Fluorine-Free Pt Nanocomposites for Three-Phase Interfaces in Fuel Cell Electrodes

Abstract

The first generation of proton exchange membrane fuel cells uses costly and unsafe perfluorinated sulfonic acid polymers (PFSAs) as membranes and as ionomers impregnating electrodes to achieve the three-phase boundaries. PFSAs imply paramount issues for large-scale manufacture, use, commercialization, and recycling. Alternative nonfluorinated polymers should allow obtaining not only membranes but also adequate ionomer suspensions in convenient solvents for preparing efficient catalytic layers, which has not yet been achieved.

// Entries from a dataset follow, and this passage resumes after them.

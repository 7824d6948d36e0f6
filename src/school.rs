//! Admin-managed school structure: students, subjects and the assignments
//! that authorize a teacher to grade a subject within a grade-level.

use rusqlite::{Connection, OptionalExtension, Row};
use serde::Serialize;

use crate::accounts::{self, Role};
use crate::error::{on_unique_violation, AppError, AppResult};

#[derive(Debug, Clone, PartialEq, Serialize)]
pub struct Student {
    pub id: i64,
    pub name: String,
    pub grade_level: String,
}

#[derive(Debug, Clone, PartialEq, Serialize)]
pub struct Subject {
    pub id: i64,
    pub name: String,
    pub grade_level: String,
}

/// Assignment row joined with the names a listing page needs.
#[derive(Debug, Clone, PartialEq, Serialize)]
pub struct Assignment {
    pub id: i64,
    pub teacher_id: i64,
    pub teacher_name: String,
    pub subject_id: i64,
    pub subject_name: String,
    pub grade_level: String,
}

fn student_from_row(row: &Row<'_>) -> rusqlite::Result<Student> {
    Ok(Student {
        id: row.get(0)?,
        name: row.get(1)?,
        grade_level: row.get(2)?,
    })
}

fn subject_from_row(row: &Row<'_>) -> rusqlite::Result<Subject> {
    Ok(Subject {
        id: row.get(0)?,
        name: row.get(1)?,
        grade_level: row.get(2)?,
    })
}

fn assignment_from_row(row: &Row<'_>) -> rusqlite::Result<Assignment> {
    Ok(Assignment {
        id: row.get(0)?,
        teacher_id: row.get(1)?,
        teacher_name: row.get(2)?,
        subject_id: row.get(3)?,
        subject_name: row.get(4)?,
        grade_level: row.get(5)?,
    })
}

fn required(value: &str, what: &str) -> AppResult<String> {
    let v = value.trim();
    if v.is_empty() {
        return Err(AppError::bad_params(format!("{what} es obligatorio")));
    }
    Ok(v.to_string())
}

// ---------------------------------------------------------------- students

pub fn list_students(conn: &Connection) -> AppResult<Vec<Student>> {
    let mut stmt =
        conn.prepare("SELECT id, name, grade_level FROM students ORDER BY grade_level, name")?;
    let rows = stmt
        .query_map([], student_from_row)?
        .collect::<Result<Vec<_>, _>>()?;
    Ok(rows)
}

pub fn students_in_grade(conn: &Connection, grade_level: &str) -> AppResult<Vec<Student>> {
    let mut stmt = conn.prepare(
        "SELECT id, name, grade_level FROM students WHERE grade_level = ? ORDER BY name",
    )?;
    let rows = stmt
        .query_map([grade_level], student_from_row)?
        .collect::<Result<Vec<_>, _>>()?;
    Ok(rows)
}

/// Distinct grade-levels that have at least one student, sorted.
pub fn grade_levels(conn: &Connection) -> AppResult<Vec<String>> {
    let mut stmt =
        conn.prepare("SELECT DISTINCT grade_level FROM students ORDER BY grade_level")?;
    let rows = stmt
        .query_map([], |r| r.get::<_, String>(0))?
        .collect::<Result<Vec<_>, _>>()?;
    Ok(rows)
}

pub fn find_student(conn: &Connection, id: i64) -> AppResult<Option<Student>> {
    Ok(conn
        .query_row(
            "SELECT id, name, grade_level FROM students WHERE id = ?",
            [id],
            student_from_row,
        )
        .optional()?)
}

pub fn find_student_in_grade(
    conn: &Connection,
    name: &str,
    grade_level: &str,
) -> AppResult<Option<Student>> {
    Ok(conn
        .query_row(
            "SELECT id, name, grade_level FROM students WHERE name = ? AND grade_level = ?",
            (name, grade_level),
            student_from_row,
        )
        .optional()?)
}

/// Student names are unique across the whole school, not per grade-level.
pub fn create_student(conn: &Connection, name: &str, grade_level: &str) -> AppResult<Student> {
    let name = required(name, "El nombre")?;
    let grade_level = required(grade_level, "El grado")?;

    let exists: Option<i64> = conn
        .query_row("SELECT id FROM students WHERE name = ?", [&name], |r| {
            r.get(0)
        })
        .optional()?;
    if exists.is_some() {
        return Err(AppError::duplicate("El alumno ya existe"));
    }

    conn.execute(
        "INSERT INTO students(name, grade_level) VALUES(?, ?)",
        (&name, &grade_level),
    )
    .map_err(|e| on_unique_violation(e, "El alumno ya existe"))?;

    Ok(Student {
        id: conn.last_insert_rowid(),
        name,
        grade_level,
    })
}

// ---------------------------------------------------------------- subjects

pub fn list_subjects(conn: &Connection) -> AppResult<Vec<Subject>> {
    let mut stmt =
        conn.prepare("SELECT id, name, grade_level FROM subjects ORDER BY grade_level, name")?;
    let rows = stmt
        .query_map([], subject_from_row)?
        .collect::<Result<Vec<_>, _>>()?;
    Ok(rows)
}

pub fn find_subject(conn: &Connection, id: i64) -> AppResult<Option<Subject>> {
    Ok(conn
        .query_row(
            "SELECT id, name, grade_level FROM subjects WHERE id = ?",
            [id],
            subject_from_row,
        )
        .optional()?)
}

pub fn create_subject(conn: &Connection, name: &str, grade_level: &str) -> AppResult<Subject> {
    let name = required(name, "El nombre")?;
    let grade_level = required(grade_level, "El grado")?;

    let exists: Option<i64> = conn
        .query_row(
            "SELECT id FROM subjects WHERE name = ? AND grade_level = ?",
            (&name, &grade_level),
            |r| r.get(0),
        )
        .optional()?;
    if exists.is_some() {
        return Err(AppError::duplicate("La materia ya existe para ese grado"));
    }

    conn.execute(
        "INSERT INTO subjects(name, grade_level) VALUES(?, ?)",
        (&name, &grade_level),
    )
    .map_err(|e| on_unique_violation(e, "La materia ya existe para ese grado"))?;

    Ok(Subject {
        id: conn.last_insert_rowid(),
        name,
        grade_level,
    })
}

// ------------------------------------------------------------- assignments

const ASSIGNMENT_SELECT: &str = "SELECT a.id, a.teacher_id, u.name, a.subject_id, s.name, a.grade_level
     FROM assignments a
     JOIN users u ON u.id = a.teacher_id
     JOIN subjects s ON s.id = a.subject_id";

pub fn list_assignments(conn: &Connection) -> AppResult<Vec<Assignment>> {
    let sql = format!("{ASSIGNMENT_SELECT} ORDER BY a.grade_level, s.name, u.name");
    let mut stmt = conn.prepare(&sql)?;
    let rows = stmt
        .query_map([], assignment_from_row)?
        .collect::<Result<Vec<_>, _>>()?;
    Ok(rows)
}

pub fn assignments_for_teacher(conn: &Connection, teacher_id: i64) -> AppResult<Vec<Assignment>> {
    let sql = format!("{ASSIGNMENT_SELECT} WHERE a.teacher_id = ? ORDER BY a.grade_level, s.name");
    let mut stmt = conn.prepare(&sql)?;
    let rows = stmt
        .query_map([teacher_id], assignment_from_row)?
        .collect::<Result<Vec<_>, _>>()?;
    Ok(rows)
}

/// The authorization lookup behind grade entry.
pub fn find_assignment(
    conn: &Connection,
    teacher_id: i64,
    subject_id: i64,
    grade_level: &str,
) -> AppResult<Option<Assignment>> {
    let sql = format!(
        "{ASSIGNMENT_SELECT} WHERE a.teacher_id = ? AND a.subject_id = ? AND a.grade_level = ?"
    );
    Ok(conn
        .query_row(&sql, (teacher_id, subject_id, grade_level), assignment_from_row)
        .optional()?)
}

pub fn create_assignment(
    conn: &Connection,
    teacher_id: i64,
    subject_id: i64,
    grade_level: &str,
) -> AppResult<Assignment> {
    let grade_level = required(grade_level, "El grado")?;

    let teacher = accounts::find_by_id(conn, teacher_id)?
        .filter(|u| u.role == Role::Teacher)
        .ok_or_else(|| AppError::not_found("Docente no encontrado"))?;
    let subject =
        find_subject(conn, subject_id)?.ok_or_else(|| AppError::not_found("Materia no encontrada"))?;

    if find_assignment(conn, teacher_id, subject_id, &grade_level)?.is_some() {
        return Err(AppError::duplicate("Asignación duplicada"));
    }

    conn.execute(
        "INSERT INTO assignments(teacher_id, subject_id, grade_level) VALUES(?, ?, ?)",
        (teacher_id, subject_id, &grade_level),
    )
    .map_err(|e| on_unique_violation(e, "Asignación duplicada"))?;

    Ok(Assignment {
        id: conn.last_insert_rowid(),
        teacher_id,
        teacher_name: teacher.name,
        subject_id,
        subject_name: subject.name,
        grade_level,
    })
}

Here, we propose a universal solution consisting of the transposition of the three-phase boundary at the molecular level by grafting directly at the surface of carbon-supported Pt nanoparticles a nonfluorinated proton-conducting polymer combining the catalytic activity of the former and the transport properties of the latter. The length of the polystyrenesulfonate polymer chain (as a model polymer) and the number of polymer feet per platinum nanoparticles have been optimized in order to achieve the highest active surface area and activity possible. It was shown that low grafting density and high degree of polymerization gave the best configuration. The great potency of such nanocomposites as cathode catalysts for PEMFC was evidenced not only in a standard three-electrode cell but also under real working conditions in a single hydrogen/oxygen fuel cell, where higher activity and stability were obtained with a nanocomposite material in comparison to those with a classical Pt/C + Nafion electrode.